Sólo querían controlar directamente la cría de ganado, como lo hacían
antiguamente; la alimentación animal parece haber sido proporcionada
principalmente por medio de grandes manadas de cerdos. La revolución que la partición
de la tierra produjo en las costumbres de los godos fue demasiado poderosa para
no ejercer la más profunda influencia en todas las condiciones de vida. Los
ricos ingresos condujeron a la exhibición de un modo de vida licencioso e
indolente; el estrecho contacto con los romanos, que en su mayor parte eran
moralmente decadentes, estaba destinado a afectar perjudicialmente a un pueblo
tan famoso en épocas anteriores por sus modales austeros. Los antiguos lazos
nacionales de unión, además de haberse relajado con la migración, ahora desde
la dispersión de la masa en la colonización perdían cada vez más su importancia
original, ya que los parientes ya no necesitaban ser compañeros en la granja
para obtener el sustento.
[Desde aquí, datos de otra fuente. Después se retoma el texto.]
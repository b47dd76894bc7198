use serde::{Deserialize, Serialize};
use uuid::Uuid;

/// Type of JWT: access or refresh.
#[derive(Debug, Clone, Copy, Serialize, Deserialize, PartialEq, Eq)]
#[serde(rename_all = "lowercase")]
pub enum TokenKind {
    #[serde(alias = "Access")]
    Access,
    #[serde(alias = "Refresh")]
    Refresh,
}

/// JWT payload shared by access and refresh tokens.
#[derive(Debug, Clone, Serialize, Deserialize)]
pub struct Claims {
    pub sub: Uuid,       // user ID
    pub iat: usize,      // issued at (unix timestamp)
    pub exp: usize,      // expires at (unix timestamp)
    pub iss: String,     // issuer
    pub aud: String,     // audience
    pub kind: TokenKind, // token type
    pub fp: String,      // fingerprint of the password hash at issuance
}
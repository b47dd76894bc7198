use crate::state::AppState;
use axum::Router;

pub mod claims;
mod dto;
pub(crate) mod extractors;
pub mod handlers;
pub mod jwt;
#[cfg(test)]
pub(crate) mod memory;
pub mod password;
pub mod repo;
pub mod repo_types;
pub mod services;

pub fn router() -> Router<AppState> {
    Router::new()
        .merge(handlers::auth_routes())
        .merge(handlers::me_routes())
}
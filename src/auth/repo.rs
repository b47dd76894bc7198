use async_trait::async_trait;
use sqlx::PgPool;
use uuid::Uuid;

use super::password::verify_password_or_dummy;
use super::repo_types::{AuthRecord, NewUser, User};

const USER_COLUMNS: &str = "id, email, password_hash, first_name, last_name, display_name, \
     gender, avatar, birthday, role, status, created_at, updated_at";

/// Lower-cases and trims an email the same way for lookups and inserts.
pub fn normalize_email(email: &str) -> String {
    email.trim().to_lowercase()
}

/// Returned by [`UserStore::create`] when the email is already taken.
#[derive(Debug, thiserror::Error)]
#[error("email already registered")]
pub struct DuplicateEmail;

/// Credential store behind the auth endpoints.
#[async_trait]
pub trait UserStore: Send + Sync {
    async fn find_by_email(&self, email: &str) -> anyhow::Result<Option<User>>;

    async fn find_by_id(&self, id: Uuid) -> anyhow::Result<Option<User>>;

    /// Loads only what token refresh needs.
    async fn find_auth_record(&self, id: Uuid) -> anyhow::Result<Option<AuthRecord>>;

    async fn create(&self, user: NewUser) -> anyhow::Result<User>;

    /// `None` for an unknown email and for a wrong password alike. Both pay
    /// for one argon2 verify.
    async fn find_by_credentials(&self, email: &str, password: &str) -> anyhow::Result<Option<User>> {
        let user = self.find_by_email(&normalize_email(email)).await?;
        let stored = user.as_ref().map(|u| u.password_hash.as_str());
        if verify_password_or_dummy(password, stored)? {
            Ok(user)
        } else {
            Ok(None)
        }
    }
}

#[derive(Clone)]
pub struct PgUserStore {
    db: PgPool,
}

impl PgUserStore {
    pub fn new(db: PgPool) -> Self {
        Self { db }
    }
}

#[async_trait]
impl UserStore for PgUserStore {
    async fn find_by_email(&self, email: &str) -> anyhow::Result<Option<User>> {
        let user = sqlx::query_as::<_, User>(&format!(
            "SELECT {USER_COLUMNS} FROM users WHERE email = $1"
        ))
        .bind(email)
        .fetch_optional(&self.db)
        .await?;
        Ok(user)
    }

    async fn find_by_id(&self, id: Uuid) -> anyhow::Result<Option<User>> {
        let user = sqlx::query_as::<_, User>(&format!(
            "SELECT {USER_COLUMNS} FROM users WHERE id = $1"
        ))
        .bind(id)
        .fetch_optional(&self.db)
        .await?;
        Ok(user)
    }

    async fn find_auth_record(&self, id: Uuid) -> anyhow::Result<Option<AuthRecord>> {
        let record = sqlx::query_as::<_, AuthRecord>(
            r#"
            SELECT id, password_hash, status
            FROM users
            WHERE id = $1
            "#,
        )
        .bind(id)
        .fetch_optional(&self.db)
        .await?;
        Ok(record)
    }

    async fn create(&self, user: NewUser) -> anyhow::Result<User> {
        let created = sqlx::query_as::<_, User>(&format!(
            r#"
            INSERT INTO users
                (email, password_hash, first_name, last_name, display_name, gender, role, status)
            VALUES ($1, $2, $3, $4, $5, $6, $7, $8)
            RETURNING {USER_COLUMNS}
            "#
        ))
        .bind(&user.email)
        .bind(&user.password_hash)
        .bind(&user.first_name)
        .bind(&user.last_name)
        .bind(&user.display_name)
        .bind(user.gender.as_str())
        .bind(user.role.as_str())
        .bind(user.status.as_str())
        .fetch_one(&self.db)
        .await
        .map_err(|e| match e {
            sqlx::Error::Database(db) if db.is_unique_violation() => {
                anyhow::Error::new(DuplicateEmail)
            }
            other => other.into(),
        })?;
        Ok(created)
    }
}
La adopción de las condiciones romanas de tenencia de
la tierra obligó a los godos a aceptar numerosas disposiciones jurídicas ajenas
a su derecho nacional y alteró considerablemente sus principios. Sin embargo,
la conciencia nacional era lo suficientemente fuerte como para impedir que se fundiera
rápida y completamente en el sistema romano; en contraste con los ostrogodos,
que no hicieron más que conservar cuidadosamente las instituciones romanas que
encontraron, los visigodos destacan por una actitud en muchos aspectos
independiente respecto a la organización extranjera.
Todo el
poder de gobierno estaba en manos del rey, pero los distintos gobernantes no
consiguieron que su poder fuera absoluto. Exteriormente, el rey visigodo sólo
se distinguía ligeramente de los demás hombres libres; al igual que ellos,
llevaba la vestimenta de piel nacional y una larga cabellera rizada. El asiento
elevado así como la espada aparecen como muestras del poder real, las insignias
como el manto de púrpura y la corona no llegan hasta más tarde. La sucesión al
trono sigue el sistema propio de la antigua constitución alemana de elección y
herencia combinadas. Tras la muerte de Alarico I, su cuñado Ataúlfo fue elegido
rey; por tanto, una conexión de parentesco jugó un papel importante en esta
elección. La amistad de Ataúlfo con Roma le había colocado en oposición a la
gran masa del pueblo; por eso su sucesor no fue su hermano, como él había
deseado, sino primero Sigerich y luego Wallia, que pertenecían a otras casas. La elevación de
Teodorico I es también un ejemplo de libre elección; la dignidad real
permaneció en su casa durante más de un siglo. Teodorico fue nombrado rey por
el ejército; la sucesión de Teodorico II, Eurico y Alarico II, en cambio, sólo
fue confirmada por el reconocimiento popular.
Del mismo
modo que el pueblo participaba regularmente en la elección del sucesor al
trono, su influencia se ejercía a menudo sobre la conducción del gobierno del
soberano. Después de la colonización de la Galia, ciertamente ya no se podía
hablar de una asamblea nacional en el antiguo sentido de la palabra, sobre todo
después de la gran expansión del territorio bajo Eurico. Las reuniones de todos
los hombres libres se habían vuelto imposibles a causa de la expansión de las
colonias godas. El círculo de los que podían obedecer a la llamada a reunirse
se hizo, por tanto, cada vez más pequeño, mientras que en la realización de las
principales funciones públicas, como la coronación del rey, sólo podían
participar, por regla general, aquellos que se encontraban en el lugar de la elección
o que vivían en la vecindad inmediata. La importancia que perdió el pueblo
llano la ganó la nobleza, una aristocracia fundada en el servicio personal al
rey. Sólo en el ejército encontró la mayor parte del pueblo la oportunidad de
expresar su voluntad. Es cierto que entre los visigodos, al igual que entre los
francos, se celebraban asambleas militares regulares, que al principio servían
para pasar revista y estaban bajo el mando del rey. En estas asambleas se
discutían importantes cuestiones políticas, pero la decisión del pueblo no
siempre era para el bienestar del Estado.
El reino
estaba subdividido casi en la línea de las anteriores divisiones romanas en provinciae, y éstas de nuevo en civitates (territoria). A la cabeza de la provincia estaba el
dux como magistrado de godos y romanos. También era, como su título indica, en
primer lugar el comandante de la milicia en su distrito, y proporcionaba
también la autoridad final y la apelación en asuntos de gobierno,
correspondiente al Praefectus Praetorio o vicarius de la época imperial. El centro de
gravedad del gobierno residía en los municipios, cuyos gobernantes eran comites civitatum. Ocupaban
exactamente el lugar de los gobernadores provinciales romanos, por lo que las
ciudades-distrito aparecen también bajo el título de provinciae.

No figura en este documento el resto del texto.